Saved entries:
%%
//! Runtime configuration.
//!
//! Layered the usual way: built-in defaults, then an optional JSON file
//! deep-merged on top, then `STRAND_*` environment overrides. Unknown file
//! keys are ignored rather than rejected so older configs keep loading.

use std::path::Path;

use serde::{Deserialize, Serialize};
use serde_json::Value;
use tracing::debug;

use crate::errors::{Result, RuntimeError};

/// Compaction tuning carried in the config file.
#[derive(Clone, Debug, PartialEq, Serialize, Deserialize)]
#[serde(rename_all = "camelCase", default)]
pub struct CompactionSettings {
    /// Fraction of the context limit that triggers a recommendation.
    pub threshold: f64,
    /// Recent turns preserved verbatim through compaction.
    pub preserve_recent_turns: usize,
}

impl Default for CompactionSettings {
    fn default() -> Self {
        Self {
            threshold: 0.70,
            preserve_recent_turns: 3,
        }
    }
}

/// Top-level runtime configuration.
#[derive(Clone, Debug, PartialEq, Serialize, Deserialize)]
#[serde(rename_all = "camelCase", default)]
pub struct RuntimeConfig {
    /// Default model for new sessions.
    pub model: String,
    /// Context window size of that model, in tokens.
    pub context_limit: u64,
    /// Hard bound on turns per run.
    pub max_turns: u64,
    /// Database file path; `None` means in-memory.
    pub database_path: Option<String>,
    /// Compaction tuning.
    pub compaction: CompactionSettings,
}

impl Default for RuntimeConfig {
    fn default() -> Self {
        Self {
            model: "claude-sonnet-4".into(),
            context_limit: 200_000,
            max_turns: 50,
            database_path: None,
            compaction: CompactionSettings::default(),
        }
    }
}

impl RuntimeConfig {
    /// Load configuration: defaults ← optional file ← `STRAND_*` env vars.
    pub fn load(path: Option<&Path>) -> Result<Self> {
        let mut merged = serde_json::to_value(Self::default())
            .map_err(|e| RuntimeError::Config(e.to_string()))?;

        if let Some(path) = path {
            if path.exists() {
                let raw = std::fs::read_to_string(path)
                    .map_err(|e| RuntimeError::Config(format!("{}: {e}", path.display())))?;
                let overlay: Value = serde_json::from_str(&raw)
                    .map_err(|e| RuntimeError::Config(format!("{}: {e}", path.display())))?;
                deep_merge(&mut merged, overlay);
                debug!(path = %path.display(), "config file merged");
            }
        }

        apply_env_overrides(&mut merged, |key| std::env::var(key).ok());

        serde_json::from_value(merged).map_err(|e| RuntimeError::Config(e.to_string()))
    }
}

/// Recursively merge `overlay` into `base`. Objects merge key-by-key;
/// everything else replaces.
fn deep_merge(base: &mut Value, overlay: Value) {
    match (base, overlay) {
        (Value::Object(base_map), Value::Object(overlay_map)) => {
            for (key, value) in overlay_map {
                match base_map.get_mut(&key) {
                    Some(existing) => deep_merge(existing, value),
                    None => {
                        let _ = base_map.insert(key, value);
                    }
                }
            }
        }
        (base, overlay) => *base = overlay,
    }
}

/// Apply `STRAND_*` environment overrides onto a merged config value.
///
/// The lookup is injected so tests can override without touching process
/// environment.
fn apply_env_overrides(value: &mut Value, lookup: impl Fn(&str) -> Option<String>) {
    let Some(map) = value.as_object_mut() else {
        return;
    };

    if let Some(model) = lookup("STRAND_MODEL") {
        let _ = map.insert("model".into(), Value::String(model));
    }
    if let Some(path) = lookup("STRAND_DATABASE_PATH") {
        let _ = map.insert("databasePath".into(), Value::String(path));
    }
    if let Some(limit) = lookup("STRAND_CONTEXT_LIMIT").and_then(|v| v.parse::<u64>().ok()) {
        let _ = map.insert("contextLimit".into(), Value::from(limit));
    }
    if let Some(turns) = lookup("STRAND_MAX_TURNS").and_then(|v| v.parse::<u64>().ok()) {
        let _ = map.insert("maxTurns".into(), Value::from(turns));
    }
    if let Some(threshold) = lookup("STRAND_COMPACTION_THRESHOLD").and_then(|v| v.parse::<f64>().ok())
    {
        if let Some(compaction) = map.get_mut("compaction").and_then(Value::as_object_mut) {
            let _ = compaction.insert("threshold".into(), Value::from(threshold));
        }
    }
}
%%
> What the exercise asks
How many lines in the records above contain the word "tuning"? State that number and nothing more.

> Written solution
2